We employed high-throughput sequencing to characterize the small RNA transcriptome in liver tissue from Japanese adults with advanced hepatitis B or hepatitis C and concomitant HCC (see Supplemental Table 1 for patient information; see Supplemental Tables 2–4 for summary statistics on RNA, qRT-PCR and sequencing). Initial studies focused on non-malignant tissue from 4 subjects with hepatitis B (mean age 53 ± 4 yrs s.e.m.), 4 with hepatitis C (63 ± 2 yrs) and 4 uninfected individuals undergoing resection of metastatic tumors (60 ± 10 yrs)14. A large proportion of the sequencing reads were 19–25 nts in length (median 38%, range 10–73%), as expected for miRNAs15 (Figure 1a, left). However, we detected an equal or greater abundance of 30–35 nt reads in HBV- and HCV-infected liver (median 54%, range 14–80%). These larger RNAs were less abundant in uninfected tissue (median 21%, range 14–84%) and in human hepatoma (FT3-7) cells (median 9%, range 8.7–9.3%).

Figure 1
figure 1

tRH abundance in HBV- and HCV-infected liver.

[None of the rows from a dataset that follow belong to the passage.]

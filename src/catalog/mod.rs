//! # Room Catalog
//!
//! Normalizes any number of world documents into one mapping from room id to
//! room metadata and one mapping from room id to its raw exits.
//!
//! ## Rules
//!
//! - Rooms keep the position of their first appearance; a later document that
//!   repeats an id silently replaces the earlier room and its exits
//!   (last write wins).
//! - A source that fails to load is recorded as a [`SourceFailure`] and
//!   skipped. The rest of the run continues.
//! - Building a catalog with zero rooms is the one fatal case:
//!   [`Error::EmptyCatalog`].

use indexmap::IndexMap;
use serde::{Deserialize, Serialize};

use crate::model::*;
use crate::source::DocumentSource;
use crate::{Error, Result};

// ============================================================================
// SourceFailure
// ============================================================================

/// A document that could not be read or parsed.
#[derive(Debug, Clone, PartialEq, Eq, Serialize, Deserialize)]
pub struct SourceFailure {
    pub source: String,
    pub reason: String,
}

// ============================================================================
// RoomCatalog
// ============================================================================

/// Immutable snapshot of every room recovered from the loaded documents.
/// Never empty.
#[derive(Debug, Clone)]
pub struct RoomCatalog {
    rooms: IndexMap<RoomId, Room>,
    /// room id → exits in original document order
    exits: IndexMap<RoomId, Vec<Exit>>,
    sources_loaded: usize,
    failures: Vec<SourceFailure>,
}

impl RoomCatalog {
    /// Load every source and build the catalog in one go.
    pub fn load<I, S>(sources: I) -> Result<Self>
    where
        I: IntoIterator<Item = S>,
        S: DocumentSource,
    {
        let mut builder = CatalogBuilder::new();
        for source in sources {
            builder.add_source(&source);
        }
        builder.build()
    }

    /// Build a catalog straight from normalized rooms.
    pub fn from_rooms(rooms: impl IntoIterator<Item = (Room, Vec<Exit>)>) -> Result<Self> {
        let mut builder = CatalogBuilder::new();
        for (room, exits) in rooms {
            builder.add_room(room, exits);
        }
        builder.build()
    }

    pub fn len(&self) -> usize {
        self.rooms.len()
    }

    pub fn is_empty(&self) -> bool {
        self.rooms.is_empty()
    }

    pub fn contains(&self, id: &str) -> bool {
        self.rooms.contains_key(id)
    }

    pub fn room(&self, id: &str) -> Option<&Room> {
        self.rooms.get(id)
    }

    /// Display name for a room, falling back to the id for unknown rooms.
    pub fn display_name<'a>(&'a self, id: &'a str) -> &'a str {
        self.rooms.get(id).map_or(id, |r| r.name.as_str())
    }

    /// Raw exits of a room, empty for rooms without exits or unknown ids.
    pub fn exits(&self, id: &str) -> &[Exit] {
        self.exits.get(id).map(Vec::as_slice).unwrap_or(&[])
    }

    /// Rooms in catalog order.
    pub fn rooms(&self) -> impl Iterator<Item = &Room> {
        self.rooms.values()
    }

    pub fn room_ids(&self) -> impl Iterator<Item = &RoomId> {
        self.rooms.keys()
    }

    /// Every room with its raw exits, in catalog order.
    pub fn iter_exits(&self) -> impl Iterator<Item = (&RoomId, &[Exit])> {
        self.exits.iter().map(|(id, exits)| (id, exits.as_slice()))
    }

    pub fn exit_count(&self) -> usize {
        self.exits.values().map(Vec::len).sum()
    }

    /// Number of documents that loaded successfully.
    pub fn sources_loaded(&self) -> usize {
        self.sources_loaded
    }

    pub fn failures(&self) -> &[SourceFailure] {
        &self.failures
    }
}

// ============================================================================
// CatalogBuilder
// ============================================================================

/// Accumulates documents into a [`RoomCatalog`].
#[derive(Debug, Default)]
pub struct CatalogBuilder {
    rooms: IndexMap<RoomId, Room>,
    exits: IndexMap<RoomId, Vec<Exit>>,
    sources_loaded: usize,
    failures: Vec<SourceFailure>,
}

impl CatalogBuilder {
    pub fn new() -> Self {
        Self::default()
    }

    /// Load a source; a failure is recorded rather than returned.
    pub fn add_source<S: DocumentSource + ?Sized>(&mut self, source: &S) -> &mut Self {
        match source.load() {
            Ok(doc) => {
                tracing::debug!(source = source.name(), rooms = doc.room_count(), "loaded world document");
                self.add_document(doc);
            }
            Err(err) => {
                tracing::warn!(source = source.name(), error = %err, "skipping unreadable world document");
                let reason = match err {
                    Error::SourceUnreadable { reason, .. } => reason,
                    other => other.to_string(),
                };
                self.failures.push(SourceFailure {
                    source: source.name().to_string(),
                    reason,
                });
            }
        }
        self
    }

    pub fn add_document(&mut self, doc: WorldDocument) -> &mut Self {
        self.sources_loaded += 1;
        for (room, exits) in doc.into_rooms() {
            self.add_room(room, exits);
        }
        self
    }

    pub fn add_room(&mut self, room: Room, exits: Vec<Exit>) -> &mut Self {
        let id = room.id.clone();
        self.rooms.insert(id.clone(), room);
        self.exits.insert(id, exits);
        self
    }

    pub fn build(self) -> Result<RoomCatalog> {
        if self.rooms.is_empty() {
            return Err(Error::EmptyCatalog { failures: self.failures.len() });
        }
        Ok(RoomCatalog {
            rooms: self.rooms,
            exits: self.exits,
            sources_loaded: self.sources_loaded,
            failures: self.failures,
        })
    }
}

// ============================================================================
// Tests
// ============================================================================
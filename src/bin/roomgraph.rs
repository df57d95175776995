//! roomgraph: check a world's room graph for unreachable rooms, dangling
//! exits and one-way connections.

use std::fs::File;
use std::io::{self, BufWriter, Write};
use std::path::PathBuf;
use std::process::ExitCode;

use anyhow::{Context, Result};
use clap::Parser;
use tracing_subscriber::EnvFilter;

use roomgraph::export::{render_report, write_result_json};
use roomgraph::{AnalysisConfig, Error, FileSource, World};

/// Room graph integrity checker
#[derive(Parser, Debug)]
#[command(name = "roomgraph")]
#[command(version, about = "Check a world's room graph for connectivity problems", long_about = None)]
struct Args {
    /// World JSON documents (districts → locations → rooms → exits)
    #[arg(required = true)]
    files: Vec<PathBuf>,

    /// JSON config file; command-line flags override its values
    #[arg(short = 'c', long = "config")]
    config: Option<PathBuf>,

    /// Number of hub rooms to rank
    #[arg(long = "hubs")]
    hubs: Option<usize>,

    /// Expected total room count
    #[arg(long = "expect")]
    expect: Option<usize>,

    /// Also require every compass exit to be answered by its opposite direction
    #[arg(long = "strict-directions")]
    strict_directions: bool,

    /// Write the full analysis as JSON to this file
    #[arg(long = "json-out")]
    json_out: Option<PathBuf>,

    /// Do not print the text report
    #[arg(short = 'q', long = "quiet")]
    quiet: bool,

    /// More log output on stderr (-v info, -vv debug)
    #[arg(short = 'v', long = "verbose", action = clap::ArgAction::Count)]
    verbose: u8,
}

fn main() -> ExitCode {
    let args = Args::parse();
    init_logging(args.verbose);

    match run(&args) {
        Ok(()) => ExitCode::SUCCESS,
        Err(err) => {
            eprintln!("error: {err:#}");
            ExitCode::FAILURE
        }
    }
}

fn init_logging(verbose: u8) {
    let level = match verbose {
        0 => tracing::Level::WARN,
        1 => tracing::Level::INFO,
        _ => tracing::Level::DEBUG,
    };
    tracing_subscriber::fmt()
        .with_env_filter(EnvFilter::from_default_env().add_directive(level.into()))
        .with_writer(io::stderr)
        .init();
}

fn run(args: &Args) -> Result<()> {
    let config = build_config(args)?;

    let world = match World::load(args.files.iter().map(FileSource::new)) {
        Ok(world) => world,
        Err(err @ Error::EmptyCatalog { .. }) => {
            return Err(err).context("nothing to analyze");
        }
        Err(err) => return Err(err.into()),
    };

    let result = world.analyze(&config);

    if !args.quiet {
        let stdout = io::stdout();
        let mut out = BufWriter::new(stdout.lock());
        render_report(&result, world.catalog(), &config, &mut out)?;
        out.flush()?;
    }

    if let Some(path) = &args.json_out {
        let file = File::create(path).with_context(|| format!("creating {}", path.display()))?;
        let mut out = BufWriter::new(file);
        write_result_json(&result, world.catalog(), &mut out)?;
        out.flush()?;
        tracing::info!(path = %path.display(), "wrote analysis result");
    }

    Ok(())
}

fn build_config(args: &Args) -> Result<AnalysisConfig> {
    let mut config = match &args.config {
        Some(path) => AnalysisConfig::from_json_file(path)?,
        None => AnalysisConfig::default(),
    };
    if let Some(hubs) = args.hubs {
        config = config.with_hub_limit(hubs);
    }
    if let Some(expect) = args.expect {
        config = config.with_expected_room_count(expect);
    }
    if args.strict_directions {
        config = config.with_strict_direction_pairing(true);
    }
    Ok(config)
}
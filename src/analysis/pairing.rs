//! Strict direction pairing.
//!
//! Opt-in companion to the symmetry checker: an exit whose direction has a
//! well-known opposite must be answered by an exit in that opposite
//! direction leading back to the source room. Exits with free-form
//! directions (portals, named doors) are not checked.

use serde::{Deserialize, Serialize};

use crate::catalog::RoomCatalog;
use crate::model::RoomId;

const OPPOSITES: &[(&str, &str)] = &[
    ("north", "south"),
    ("east", "west"),
    ("northeast", "southwest"),
    ("northwest", "southeast"),
    ("up", "down"),
    ("in", "out"),
];

/// The inverse of a compass or vertical direction, case-insensitive.
pub fn opposite_direction(direction: &str) -> Option<&'static str> {
    OPPOSITES.iter().find_map(|&(a, b)| {
        if direction.eq_ignore_ascii_case(a) {
            Some(b)
        } else if direction.eq_ignore_ascii_case(b) {
            Some(a)
        } else {
            None
        }
    })
}

/// An exit whose target has no exit in the opposite direction back to it.
#[derive(Debug, Clone, PartialEq, Eq, Serialize, Deserialize)]
pub struct DirectionMismatch {
    pub from: RoomId,
    pub to: RoomId,
    pub direction: String,
    pub expected: String,
}

/// Check every raw exit to a known room. Dangling exits are left to the
/// symmetry checker.
pub fn check_direction_pairing(catalog: &RoomCatalog) -> Vec<DirectionMismatch> {
    let mut mismatches = Vec::new();

    for (room, exits) in catalog.iter_exits() {
        for exit in exits {
            let Some(expected) = opposite_direction(&exit.direction) else {
                continue;
            };
            if !catalog.contains(exit.target.as_str()) {
                continue;
            }
            let answered = catalog
                .exits(exit.target.as_str())
                .iter()
                .any(|back| back.target == *room && back.direction.eq_ignore_ascii_case(expected));
            if !answered {
                mismatches.push(DirectionMismatch {
                    from: room.clone(),
                    to: exit.target.clone(),
                    direction: exit.direction.clone(),
                    expected: expected.to_string(),
                });
            }
        }
    }

    tracing::debug!(mismatches = mismatches.len(), "direction pairing check finished");
    mismatches
}

#[cfg(test)]
mod tests {
    use super::*;
    use crate::model::{Exit, Room};

    #[test]
    fn test_opposites() {
        assert_eq!(opposite_direction("north"), Some("south"));
        assert_eq!(opposite_direction("South"), Some("north"));
        assert_eq!(opposite_direction("SOUTHWEST"), Some("northeast"));
        assert_eq!(opposite_direction("down"), Some("up"));
        assert_eq!(opposite_direction("portal"), None);
    }

    #[test]
    fn test_wrong_reverse_direction_is_flagged() {
        let c = RoomCatalog::from_rooms([
            (Room::new("a"), vec![Exit::new("north", "b")]),
            (Room::new("b"), vec![Exit::new("up", "a")]),
        ])
        .unwrap();

        let m = check_direction_pairing(&c);
        assert_eq!(m.len(), 2);
        assert_eq!(m[0].from.as_str(), "a");
        assert_eq!(m[0].expected, "south");
        assert_eq!(m[1].from.as_str(), "b");
        assert_eq!(m[1].expected, "down");
    }

    #[test]
    fn test_proper_pairs_and_free_form_exits_pass() {
        let c = RoomCatalog::from_rooms([
            (Room::new("a"), vec![Exit::new("east", "b"), Exit::new("portal", "b"), Exit::new("west", "gone")]),
            (Room::new("b"), vec![Exit::new("West", "a")]),
        ])
        .unwrap();

        assert!(check_direction_pairing(&c).is_empty());
    }
}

(a) (left) Read length distribution of 14–40 nt RNAs in non-malignant liver from uninfected, HBV-, or HCV-infected subjects (n = 4 each) and FT3-7 cells (n = 3 replicates). (right) Proportion of reads mapping to miRNA versus tRNA loci. Boxes represent median ± 1.5 * interquartile range. (b) tRNA coverage plot from the average of the 20 non-cancer samples. Dot size represents percent of reads mapping at each base position within each tRNA (top 20 by average abundance). The anticodon is red, with 5′ bases green and 3′ bases blue. Gray: bases of RNAs that are non-tRHs. See Supplemental Figure 1. (c) Proportion of mapped reads aligning to miR-122 versus the five most abundant tRNA-derived RNAs. (d) (left) Expression levels (RT-qPCR) of miR-122, 5′ tRHGly (“Gly[C/G]CC”) and 5′ tRHVal (“Val[A/C]AC”) in uninfected (n = 5–6), HBV-infected (n = 6–9) and HCV-infected (n = 14) human liver. Numbers of samples differ due to limited RNA. (right) Similar results from uninfected (n = 5), HBV-infected (n = 9) and HCV-infected C (n = 5) chimpanzees. RNU48 was used as a normalizer. *P < 0.05; **P < 0.01; ***P < 0.005 by Mann-Whitney U-test. (e) ClustalW43 multiple sequence alignment of representative tRNAGly and tRNAVal genes from which 5′ tRHGly and 5′ tRHVal could originate (see Supplemental Figure 3). tRNAs regions are highlighted according to the color scheme in panel (b). The box identifies a unique conserved sequence motif described in the text. “Mapped reads” represents all reads aligning to miRNAs or tRNAs (see Methods).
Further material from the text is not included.